[TASK DIRECTIONS] Reproduce all of the data word for word.

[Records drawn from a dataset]

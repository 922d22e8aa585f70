//! JSONL file writer for conversation events.
//!
//! Each [`ConversationEvent`] is serialized as a single JSON line with a
//! `type` field and `timestamp`, appended to the file via a buffered writer.
//! Successive runs append to the same transcript.

use courier_application::ports::conversation_logger::{ConversationEvent, ConversationLogger};
use serde_json::{Map, Value};
use std::fs::{File, OpenOptions};
use std::io::{BufWriter, Write};
use std::path::{Path, PathBuf};
use std::sync::Mutex;
use tracing::warn;

/// JSONL conversation logger that writes one JSON object per line.
///
/// Thread-safe via `Mutex<BufWriter<File>>`. Flushes after every event.
pub struct JsonlConversationLogger {
    writer: Mutex<BufWriter<File>>,
    path: PathBuf,
}

impl JsonlConversationLogger {
    /// Open (or create) the transcript at the given path.
    ///
    /// Creates parent directories if they don't exist.
    /// Returns `None` if the file cannot be opened.
    pub fn new(path: impl AsRef<Path>) -> Option<Self> {
        let path = path.as_ref();

        if let Some(parent) = path.parent()
            && !parent.as_os_str().is_empty()
            && let Err(e) = std::fs::create_dir_all(parent)
        {
            warn!(
                "Could not create conversation log directory {}: {}",
                parent.display(),
                e
            );
            return None;
        }

        let file = match OpenOptions::new().create(true).append(true).open(path) {
            Ok(f) => f,
            Err(e) => {
                warn!(
                    "Could not open conversation log file {}: {}",
                    path.display(),
                    e
                );
                return None;
            }
        };

        Some(Self {
            writer: Mutex::new(BufWriter::new(file)),
            path: path.to_path_buf(),
        })
    }

    /// Get the path to the log file.
    pub fn path(&self) -> &Path {
        &self.path
    }

    fn record(event: ConversationEvent) -> Value {
        let timestamp = chrono::Utc::now().to_rfc3339_opts(chrono::SecondsFormat::Millis, true);

        let mut map = match event.payload {
            Value::Object(map) => map,
            other => {
                let mut map = Map::new();
                map.insert("data".to_string(), other);
                map
            }
        };
        map.insert("type".to_string(), Value::String(event.event_type.to_string()));
        map.insert("timestamp".to_string(), Value::String(timestamp));
        Value::Object(map)
    }
}

impl ConversationLogger for JsonlConversationLogger {
    fn log(&self, event: ConversationEvent) {
        let Ok(line) = serde_json::to_string(&Self::record(event)) else {
            return;
        };

        if let Ok(mut writer) = self.writer.lock() {
            let _ = writeln!(writer, "{}", line);
            let _ = writer.flush();
        }
    }
}

impl Drop for JsonlConversationLogger {
    fn drop(&mut self) {
        if let Ok(mut writer) = self.writer.lock() {
            let _ = writer.flush();
        }
    }
}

[WRITTEN SOLUTION]
repository 922d22e8aa585f70
//! JSONL file writer for conversation events.
//!
//! Each [`ConversationEvent`] is serialized as a single JSON line with a
//! `type` field and `timestamp`, appended to the file via a buffered writer.
//! Successive runs append to the same transcript.

use courier_application::ports::conversation_logger::{ConversationEvent, ConversationLogger};
use serde_json::{Map, Value};
use std::fs::{File, OpenOptions};
use std::io::{BufWriter, Write};
use std::path::{Path, PathBuf};
use std::sync::Mutex;
use tracing::warn;

/// JSONL conversation logger that writes one JSON object per line.
///
/// Thread-safe via `Mutex<BufWriter<File>>`. Flushes after every event.
pub struct JsonlConversationLogger {
    writer: Mutex<BufWriter<File>>,
    path: PathBuf,
}

impl JsonlConversationLogger {
    /// Open (or create) the transcript at the given path.
    ///
    /// Creates parent directories if they don't exist.
    /// Returns `None` if the file cannot be opened.
    pub fn new(path: impl AsRef<Path>) -> Option<Self> {
        let path = path.as_ref();

        if let Some(parent) = path.parent()
            && !parent.as_os_str().is_empty()
            && let Err(e) = std::fs::create_dir_all(parent)
        {
            warn!(
                "Could not create conversation log directory {}: {}",
                parent.display(),
                e
            );
            return None;
        }

        let file = match OpenOptions::new().create(true).append(true).open(path) {
            Ok(f) => f,
            Err(e) => {
                warn!(
                    "Could not open conversation log file {}: {}",
                    path.display(),
                    e
                );
                return None;
            }
        };

        Some(Self {
            writer: Mutex::new(BufWriter::new(file)),
            path: path.to_path_buf(),
        })
    }

    /// Get the path to the log file.
    pub fn path(&self) -> &Path {
        &self.path
    }

    fn record(event: ConversationEvent) -> Value {
        let timestamp = chrono::Utc::now().to_rfc3339_opts(chrono::SecondsFormat::Millis, true);

        let mut map = match event.payload {
            Value::Object(map) => map,
            other => {
                let mut map = Map::new();
                map.insert("data".to_string(), other);
                map
            }
        };
        map.insert("type".to_string(), Value::String(event.event_type.to_string()));
        map.insert("timestamp".to_string(), Value::String(timestamp));
        Value::Object(map)
    }
}

impl ConversationLogger for JsonlConversationLogger {
    fn log(&self, event: ConversationEvent) {
        let Ok(line) = serde_json::to_string(&Self::record(event)) else {
            return;
        };

        if let Ok(mut writer) = self.writer.lock() {
            let _ = writeln!(writer, "{}", line);
            let _ = writer.flush();
        }
    }
}

impl Drop for JsonlConversationLogger {
    fn drop(&mut self) {
        if let Ok(mut writer) = self.writer.lock() {
            let _ = writer.flush();
        }
    }
}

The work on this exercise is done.